The rest of this post explains the terms in this discrete master equation and how it works.

### The State-Time Graph

When working with a finite (or countable) number of states, there is nothing new in considering states $\psi_i$ to be associated to nodes and the transition probabilities $P_{i,j}$ to be associated to directed edges of a bi-directed graph. A simple 2-state example is given below

The directed graphs we work with for discrete stochastic calculus are slightly different and could be referred to as “state-time” graphs, which are supposed to make you think of “space-time”. A state $i$ at time $t$ is considered a different node than the state $i$ at time $t+1$. An example 2-state, 2-time directed graph is illustrated below:

There are four directed edges in this state-time graph, which will be labelled

* $\mathbf{e}^{(i,t)(i,t+1)}$
* $\mathbf{e}^{(i,t)(j,t+1)}$
* $\mathbf{e}^{(j,t)(i,t+1)}$
* $\mathbf{e}^{(j,t)(j,t+1)}$

For $N$ states, the state-time graph will look similar but with more states appended horizontally.

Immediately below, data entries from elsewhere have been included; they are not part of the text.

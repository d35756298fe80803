use image::RgbImage;
use tracing::info;

use std::fs;
use std::path::PathBuf;

use config::Config;
use error::LprError;
use image_process::LocatedPlate;
use ocr::{ OcrEngine, Tesseract };

pub mod capture;
#[cfg(feature = "camera")]
pub mod camera;
pub mod config;
pub mod error;
pub mod image_process;
pub mod ocr;
pub mod utils;

#[cfg(test)]
mod test_utils;


/// Text read from one captured region.
#[derive(Debug, Clone, PartialEq)]
pub struct Recognition {
    pub plate: LocatedPlate,
    /// trimmed, whitelist characters only, possibly empty
    pub text: String,
}

/// Result of one capture: both output files plus what was recognized.
#[derive(Debug, Clone, PartialEq)]
pub struct Capture {
    pub image_path: PathBuf,
    pub text_path: PathBuf,
    /// the region as read back from `image_path`
    pub region: RgbImage,
    pub recognition: Recognition,
}

pub struct Lpr {
    config: Config,
    engine: Box<dyn OcrEngine>,
}

impl Lpr {

    /// Pipeline backed by the tesseract executable from `config`.
    pub fn new(config: Config) -> Self {
        let engine = Tesseract::new(&config.recognizer);
        Self::with_engine(config, Box::new(engine))
    }

    pub fn with_engine(config: Config, engine: Box<dyn OcrEngine>) -> Self {
        Lpr { config, engine }
    }

    pub fn config(&self) -> &Config {
        &self.config
    }

    /// Locate the plate in `img` and read it.
    pub fn recognize(&self, img: &RgbImage) -> Result<Recognition, LprError> {
        let plate = image_process::preprocess(img, &self.config.locator);
        let raw = self.engine.image_to_string(&plate.binary)?;
        let text = ocr::clean_text(&raw, &self.config.recognizer.whitelist);
        Ok(Recognition { plate, text })
    }

    /// Save `region`, recognize it and save the text next to it. Both files are
    /// overwritten, and the text file is written even when nothing was read.
    ///
    /// Recognition runs on the region as decoded from the saved file, so the
    /// file on disk is exactly what was recognized.
    pub fn capture(&self, region: &RgbImage) -> Result<Capture, LprError> {
        let output = &self.config.output;
        fs::create_dir_all(&output.dir)?;

        let image_path = output.image_path();
        region.save(&image_path)?;
        let region = image::open(&image_path)?.to_rgb8();
        info!("captured {}x{} region", region.width(), region.height());

        let recognition = self.recognize(&region)?;
        let text_path = output.text_path();
        fs::write(&text_path, &recognition.text)?;

        Ok(Capture { image_path, text_path, region, recognition })
    }
}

### The Discrete Master Equation

A discrete 0-form representing the states at all times can be expressed as

$\psi = \sum_i \sum_t \psi_i^t \mathbf{e}^{(i,t)}$

and a discrete 1-form representing the transition probabilities can be expressed as

$P = \sum_{i,j} \sum_t P_{i,j}^t \mathbf{e}^{(i,t)(j,t+1)}.$

The product of the 0-form $\psi$ and the 1-form $P$ is given by

$\psi P = \sum_{i,j} \sum_t \psi_i^t P_{i,j}^t \mathbf{e}^{(i,t)(j,t+1)}.$

The boundary of a directed edge is given by

$\partial \mathbf{e}^{(i,t)(j,t+1)} = \mathbf{e}^{(j,t+1)} - \mathbf{e}^{(i,t)}.$

Now for some gymnastics, we can compute

\begin{aligned} \partial(\psi P) &= \sum_{i,j} \sum_t \psi_i^t P_{i,j}^t \left[\mathbf{e}^{(j,t+1)} - \mathbf{e}^{(i,t)}\right] \\ &= \sum_{i,j} \sum_t \left[\psi_j^t P_{j,i}^t \mathbf{e}^{(i,t+1)} - \psi_i^t P_{i,j}^t \mathbf{e}^{(i,t)}\right] \\ &= \sum_i \sum_t \left[\sum_j \left(\psi_j^t P_{j,i}^t - \psi_i^{t+1} P_{i,j}^{t+1}\right)\right] \mathbf{e}^{(i,t+1)}. \end{aligned}

This is zero only when the last term in brackets is zero, i.e.

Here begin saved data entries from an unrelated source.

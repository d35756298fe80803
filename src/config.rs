//! Runtime configuration.
//!
//! Every threshold, path and file name the pipeline uses is a named field here.
//! Defaults reproduce the stock behaviour: camera 0, the 30%..70% guide box,
//! a 2.0..5.5 aspect band, Tesseract in LSTM-only single-line mode.

use serde::Deserialize;

use std::fs;
use std::path::{Path, PathBuf};

use crate::error::LprError;

pub const PLATE_WHITELIST: &str = "ABCDEFGHIJKLMNOPQRSTUVWXYZ0123456789";

#[derive(Debug, Clone, Default, PartialEq, Deserialize)]
#[serde(default)]
pub struct Config {
    pub camera: CameraConfig,
    pub locator: LocatorConfig,
    pub recognizer: RecognizerConfig,
    pub output: OutputConfig,
}

impl Config {
    /// Read a JSON config; absent fields keep their defaults.
    pub fn from_file(path: impl AsRef<Path>) -> Result<Self, LprError> {
        let raw = fs::read_to_string(path)?;
        Ok(serde_json::from_str(&raw)?)
    }
}

#[derive(Debug, Clone, PartialEq, Deserialize)]
#[serde(default)]
pub struct CameraConfig {
    pub device_index: i32,
    pub guide: GuideConfig,
    pub preview_window: String,
    /// window showing the binarized plate after a capture, `None` to skip it
    pub debug_window: Option<String>,
    pub capture_key: char,
    pub quit_key: char,
}

impl Default for CameraConfig {
    fn default() -> Self {
        Self {
            device_index: 0,
            guide: GuideConfig::default(),
            preview_window: "Webcam Feed".to_string(),
            debug_window: Some("Processed Plate".to_string()),
            capture_key: 'c',
            quit_key: 'q',
        }
    }
}

/// Guide rectangle as fractions of the frame size.
#[derive(Debug, Clone, Copy, PartialEq, Deserialize)]
#[serde(default)]
pub struct GuideConfig {
    pub left: f64,
    pub top: f64,
    pub right: f64,
    pub bottom: f64,
}

impl Default for GuideConfig {
    fn default() -> Self {
        Self { left: 0.3, top: 0.3, right: 0.7, bottom: 0.7 }
    }
}

#[derive(Debug, Clone, Copy, PartialEq, Deserialize)]
#[serde(default)]
pub struct LocatorConfig {
    /// gaussian kernel size before edge detection
    pub blur_kernel: u32,
    pub canny_low: f32,
    pub canny_high: f32,
    /// exclusive bounds on width / height
    pub min_aspect: f32,
    pub max_aspect: f32,
    /// exclusive pixel floors
    pub min_width: u32,
    pub min_height: u32,
    pub upscale: f32,
    /// neighbourhood size of the adaptive threshold
    pub threshold_block: u32,
    pub threshold_offset: i16,
    /// side of the square element used to rejoin broken strokes
    pub join_kernel: u8,
}

impl Default for LocatorConfig {
    fn default() -> Self {
        Self {
            blur_kernel: 5,
            canny_low: 100.0,
            canny_high: 200.0,
            min_aspect: 2.0,
            max_aspect: 5.5,
            min_width: 100,
            min_height: 20,
            upscale: 1.5,
            threshold_block: 11,
            threshold_offset: 2,
            join_kernel: 2,
        }
    }
}

#[derive(Debug, Clone, PartialEq, Deserialize)]
#[serde(default)]
pub struct RecognizerConfig {
    pub tesseract_cmd: PathBuf,
    pub language: String,
    /// 1 = LSTM only
    pub oem: u8,
    /// 7 = single text line, 6 = single uniform block
    pub psm: u8,
    pub whitelist: String,
}

impl Default for RecognizerConfig {
    fn default() -> Self {
        let tesseract_cmd = if cfg!(windows) {
            PathBuf::from(r"C:\Program Files\Tesseract-OCR\tesseract.exe")
        } else {
            PathBuf::from("tesseract")
        };
        Self {
            tesseract_cmd,
            language: "eng".to_string(),
            oem: 1,
            psm: 7,
            whitelist: PLATE_WHITELIST.to_string(),
        }
    }
}

#[derive(Debug, Clone, PartialEq, Deserialize)]
#[serde(default)]
pub struct OutputConfig {
    pub dir: PathBuf,
    pub image_file: String,
    pub text_file: String,
}

impl OutputConfig {
    pub fn image_path(&self) -> PathBuf {
        self.dir.join(&self.image_file)
    }

    pub fn text_path(&self) -> PathBuf {
        self.dir.join(&self.text_file)
    }
}

impl Default for OutputConfig {
    fn default() -> Self {
        Self {
            dir: PathBuf::from("."),
            image_file: "captured_license_plate.jpg".to_string(),
            text_file: "recognized_license_plate.txt".to_string(),
        }
    }
}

$\sum_j \left(\psi_j^t P_{j,i}^t - \psi_i^{t+1} P_{i,j}^{t+1}\right) = 0$

or

$\psi_i^{t+1} \sum_j P_{i,j}^{t+1} = \sum_j \psi_j^t P_{j,i}^t.$

Since $P$ is right stochastic, we have

$\sum_j P_{i,j}^{t+1} = 1$

so that

$\psi_i^{t+1} = \sum_j \psi_j^t P_{j,i}^t.$

In other words, when $P$ is right stochastic and $\partial(\psi P) = 0$, we get the usual master equation from stochastic mechanics

$\partial(\psi P) = 0\implies \psi_i^{t+1} = \sum_j \psi_j^t P_{j,i}^t.$

### Parting Thoughts

The master equation is a boundary. This makes me wonder about homology, gauge transformations, sources, etc. For example, since

$\partial(\psi P) = 0,$

does this imply

$\psi P = \partial F$

for some discrete 2-form $F$?

If $G$ is a discrete 2-form whose boundary does not vanish, then

$\psi P + \partial G$

gives the same dynamics because $\partial^2 = 0.$ This would be a kind of gauge transformation.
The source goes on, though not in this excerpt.